Still getting used to using a HX and have read a lot about cooling flushes. Everything I have read seems to suggest that the brew temp of my machine is much too high.

Regardless of how long I flush for, the "water dance" doesn't really stop. If the machine is left idle for a while it can sometimes only push steam through the group head for a long while.

Not sure if it is related to brew temp, but I'm really struggling with basic extraction too. My technique hasn't ever caused problems before, but now I'm getting a couple of seconds of normal flow rate followed by an absolute gusher. Could this be temp related too?

Pressure gauge is reading about 1.3 and I am using a Sirai P-Stat. Would turning it down to something like 1.2 make a difference to any of what I have described here?


----------



## MelonCoffee (Jun 21, 2012)

Working at a pressure of 1.3 the water in the boiler will be in the region of 124 deg C, dropping pressure stat to 1.2 will reduce the temperature in the boiler to about 122 deg C so hardly likely to have a dramatical effect on the temperature of the water comming through the heat exchanger.

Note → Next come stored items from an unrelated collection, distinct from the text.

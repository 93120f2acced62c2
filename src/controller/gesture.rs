//! # Gesture Module
//!
//! Turns the raw per-poll boolean of one button into discrete gestures.
//!
//! | Signal | Kind | Fires |
//! |--------|------|-------|
//! | `short_tap` | edge | on release, if held for less than the long-press threshold |
//! | `long_press` | edge | once per press, on the first sample at or past the threshold |
//! | `maintained_long_press` | level | on every held sample at or past the threshold |
//!
//! Edges are only ever true in the [`GestureEvents`] returned by the call that
//! produced them; the next call starts from a clean slate.
//!
//! ## Usage
//!
//! ```
//! use std::time::{Duration, Instant};
//! use rc_keybridge::controller::gesture::GestureClassifier;
//!
//! let mut button = GestureClassifier::new(Duration::from_secs(1));
//! let t0 = Instant::now();
//!
//! button.update(true, t0);
//! let events = button.update(false, t0 + Duration::from_millis(200));
//! assert!(events.short_tap);
//! assert!(!events.long_press);
//! ```

use std::time::{Duration, Instant};

/// Default hold duration after which a press becomes a long press.
pub const DEFAULT_LONG_PRESS: Duration = Duration::from_millis(1000);

/// Gestures produced by a single classification step.
#[derive(Debug, Clone, Copy, PartialEq, Eq, Default)]
pub struct GestureEvents {
    /// Released before the long-press threshold (edge).
    pub short_tap: bool,
    /// Crossed the long-press threshold on this sample (edge).
    pub long_press: bool,
    /// Held at or past the long-press threshold (level).
    pub maintained_long_press: bool,
}

/// Press state machine.
#[derive(Debug, Clone, Copy, PartialEq, Eq)]
enum PressState {
    Idle,
    Down {
        since: Instant,
        long_press_fired: bool,
    },
}

/// Gesture state machine for one logical button.
///
/// Owned by whoever polls the button; one instance per button.
#[derive(Debug, Clone)]
pub struct GestureClassifier {
    threshold: Duration,
    state: PressState,
}

impl Default for GestureClassifier {
    fn default() -> Self {
        Self::new(DEFAULT_LONG_PRESS)
    }
}

impl GestureClassifier {
    /// Creates a classifier with the given long-press threshold.
    #[must_use]
    pub fn new(threshold: Duration) -> Self {
        Self {
            threshold,
            state: PressState::Idle,
        }
    }

    /// Feeds one sample taken at `now` and returns the gestures it produced.
    pub fn update(&mut self, pressed: bool, now: Instant) -> GestureEvents {
        let mut events = GestureEvents::default();

        self.state = match (self.state, pressed) {
            (PressState::Idle, false) => PressState::Idle,
            (PressState::Idle, true) => PressState::Down {
                since: now,
                long_press_fired: false,
            },
            (
                PressState::Down {
                    since,
                    long_press_fired,
                },
                true,
            ) => {
                let held_long = now.saturating_duration_since(since) >= self.threshold;
                events.maintained_long_press = held_long;
                events.long_press = held_long && !long_press_fired;
                PressState::Down {
                    since,
                    long_press_fired: long_press_fired || held_long,
                }
            }
            (PressState::Down { since, .. }, false) => {
                events.short_tap = now.saturating_duration_since(since) < self.threshold;
                PressState::Idle
            }
        };

        events
    }

    #[cfg(test)]
    fn is_down(&self) -> bool {
        matches!(self.state, PressState::Down { .. })
    }

    /// Forgets any press in progress.
    pub fn reset(&mut self) {
        self.state = PressState::Idle;
    }
}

Your problem is more likely to be caused by a restriction in flow (holding water in the heat exchanger for too long). The other thing that can cause a 'too hot' issue is scale - if there is a build up on the exchangers the heat transfer to brew water can be higher. Perhaps a descale might help?


----------



## carbonkid85 (Jan 19, 2011)

Oh it could very well be scale then. I wasn't able to get into the HX as I didn't have a spanner big enough. The exterior of the HX inside the boiler is completely clear but the inside will probably be a bit of a state. I ran a LOT of citric through this weekend so thought I had sorted it. Maybe it needs a bit more work...

Thanks for the input!


----------